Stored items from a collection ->
//! List options: pagination, ordering, search and filters.

use crate::error::AppError;
use crate::query::filter::{decode_filters, FilterValue};
use serde::{Deserialize, Serialize};

pub const MAX_PER_PAGE: u32 = 100;

#[derive(Clone, Copy, Debug, Default, PartialEq, Eq, Serialize, Deserialize)]
#[serde(rename_all = "lowercase")]
pub enum SortOrder {
    #[default]
    Asc,
    Desc,
}

impl SortOrder {
    pub fn as_sql(self) -> &'static str {
        match self {
            SortOrder::Asc => "ASC",
            SortOrder::Desc => "DESC",
        }
    }
}

#[derive(Clone, Debug, Default, PartialEq)]
pub struct ListOptions {
    pub page: Option<u32>,
    pub per_page: Option<u32>,
    pub order_by: Option<String>,
    pub order: SortOrder,
    pub search: Option<String>,
    pub filters: Vec<FilterValue>,
}

impl ListOptions {
    /// 1-based page; 0 and missing become 1.
    pub fn page(&self) -> u32 {
        self.page.filter(|p| *p > 0).unwrap_or(1)
    }

    /// Page size, defaulting to `default_per_page` and capped at [`MAX_PER_PAGE`].
    pub fn per_page(&self, default_per_page: u32) -> u32 {
        self.per_page
            .filter(|p| *p > 0)
            .unwrap_or(default_per_page)
            .clamp(1, MAX_PER_PAGE)
    }

    pub fn offset(&self, default_per_page: u32) -> u64 {
        u64::from(self.page() - 1) * u64::from(self.per_page(default_per_page))
    }
}

/// Query string form of [`ListOptions`]; `filters` uses the encoded wire format.
#[derive(Debug, Default, Deserialize)]
#[serde(rename_all = "camelCase")]
pub struct ListQuery {
    pub page: Option<u32>,
    pub per_page: Option<u32>,
    pub order_by: Option<String>,
    #[serde(default)]
    pub order: SortOrder,
    pub search: Option<String>,
    pub filters: Option<String>,
}

impl TryFrom<ListQuery> for ListOptions {
    type Error = AppError;

    fn try_from(q: ListQuery) -> Result<Self, Self::Error> {
        let filters = match q.filters.as_deref() {
            Some(raw) => decode_filters(raw)?,
            None => Vec::new(),
        };
        Ok(ListOptions {
            page: q.page,
            per_page: q.per_page,
            order_by: q.order_by.filter(|s| !s.is_empty()),
            order: q.order,
            search: q.search.filter(|s| !s.trim().is_empty()),
            filters,
        })
    }
}

#[cfg(test)]
mod tests {
    use super::*;
    use crate::query::filter::{encode_filters, FilterOperator};
    use serde_json::json;

    #[test]
    fn paging_defaults_and_cap() {
        let opts = ListOptions::default();
        assert_eq!(opts.page(), 1);
        assert_eq!(opts.per_page(20), 20);
        assert_eq!(opts.offset(20), 0);

        let opts = ListOptions {
            page: Some(3),
            per_page: Some(500),
            ..Default::default()
        };
        assert_eq!(opts.per_page(20), MAX_PER_PAGE);
        assert_eq!(opts.offset(20), 200);
    }

    #[test]
    fn from_query_decodes_filters() {
        let filters = vec![FilterValue::new("views", FilterOperator::Gt, json!(3))];
        let q = ListQuery {
            order: SortOrder::Desc,
            search: Some("  ".into()),
            filters: Some(encode_filters(&filters).unwrap()),
            ..Default::default()
        };
        let opts = ListOptions::try_from(q).unwrap();
        assert_eq!(opts.filters, filters);
        assert_eq!(opts.order, SortOrder::Desc);
        assert!(opts.search.is_none());
    }

    #[test]
    fn bad_filters_are_rejected() {
        let q = ListQuery {
            filters: Some("not-json".into()),
            ..Default::default()
        };
        assert!(matches!(ListOptions::try_from(q), Err(AppError::BadRequest(_))));
    }
}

Problem to solve -> Print all the data exactly.

Exercise solution ->
//! List options: pagination, ordering, search and filters.

use crate::error::AppError;
use crate::query::filter::{decode_filters, FilterValue};
use serde::{Deserialize, Serialize};

pub const MAX_PER_PAGE: u32 = 100;

#[derive(Clone, Copy, Debug, Default, PartialEq, Eq, Serialize, Deserialize)]
#[serde(rename_all = "lowercase")]
pub enum SortOrder {
    #[default]
    Asc,
    Desc,
}

impl SortOrder {
    pub fn as_sql(self) -> &'static str {
        match self {
            SortOrder::Asc => "ASC",
            SortOrder::Desc => "DESC",
        }
    }
}

#[derive(Clone, Debug, Default, PartialEq)]
pub struct ListOptions {
    pub page: Option<u32>,
    pub per_page: Option<u32>,
    pub order_by: Option<String>,
    pub order: SortOrder,
    pub search: Option<String>,
    pub filters: Vec<FilterValue>,
}

impl ListOptions {
    /// 1-based page; 0 and missing become 1.
    pub fn page(&self) -> u32 {
        self.page.filter(|p| *p > 0).unwrap_or(1)
    }

    /// Page size, defaulting to `default_per_page` and capped at [`MAX_PER_PAGE`].
    pub fn per_page(&self, default_per_page: u32) -> u32 {
        self.per_page
            .filter(|p| *p > 0)
            .unwrap_or(default_per_page)
            .clamp(1, MAX_PER_PAGE)
    }

    pub fn offset(&self, default_per_page: u32) -> u64 {
        u64::from(self.page() - 1) * u64::from(self.per_page(default_per_page))
    }
}

/// Query string form of [`ListOptions`]; `filters` uses the encoded wire format.
#[derive(Debug, Default, Deserialize)]
#[serde(rename_all = "camelCase")]
pub struct ListQuery {
    pub page: Option<u32>,
    pub per_page: Option<u32>,
    pub order_by: Option<String>,
    #[serde(default)]
    pub order: SortOrder,
    pub search: Option<String>,
    pub filters: Option<String>,
}

impl TryFrom<ListQuery> for ListOptions {
    type Error = AppError;

    fn try_from(q: ListQuery) -> Result<Self, Self::Error> {
        let filters = match q.filters.as_deref() {
            Some(raw) => decode_filters(raw)?,
            None => Vec::new(),
        };
        Ok(ListOptions {
            page: q.page,
            per_page: q.per_page,
            order_by: q.order_by.filter(|s| !s.is_empty()),
            order: q.order,
            search: q.search.filter(|s| !s.trim().is_empty()),
            filters,
        })
    }
}

#[cfg(test)]
mod tests {
    use super::*;
    use crate::query::filter::{encode_filters, FilterOperator};
    use serde_json::json;

    #[test]
    fn paging_defaults_and_cap() {
        let opts = ListOptions::default();
        assert_eq!(opts.page(), 1);
        assert_eq!(opts.per_page(20), 20);
        assert_eq!(opts.offset(20), 0);

        let opts = ListOptions {
            page: Some(3),
            per_page: Some(500),
            ..Default::default()
        };
        assert_eq!(opts.per_page(20), MAX_PER_PAGE);
        assert_eq!(opts.offset(20), 200);
    }

    #[test]
    fn from_query_decodes_filters() {
        let filters = vec![FilterValue::new("views", FilterOperator::Gt, json!(3))];
        let q = ListQuery {
            order: SortOrder::Desc,
            search: Some("  ".into()),
            filters: Some(encode_filters(&filters).unwrap()),
            ..Default::default()
        };
        let opts = ListOptions::try_from(q).unwrap();
        assert_eq!(opts.filters, filters);
        assert_eq!(opts.order, SortOrder::Desc);
        assert!(opts.search.is_none());
    }

    #[test]
    fn bad_filters_are_rejected() {
        let q = ListQuery {
            filters: Some("not-json".into()),
            ..Default::default()
        };
        assert!(matches!(ListOptions::try_from(q), Err(AppError::BadRequest(_))));
    }
}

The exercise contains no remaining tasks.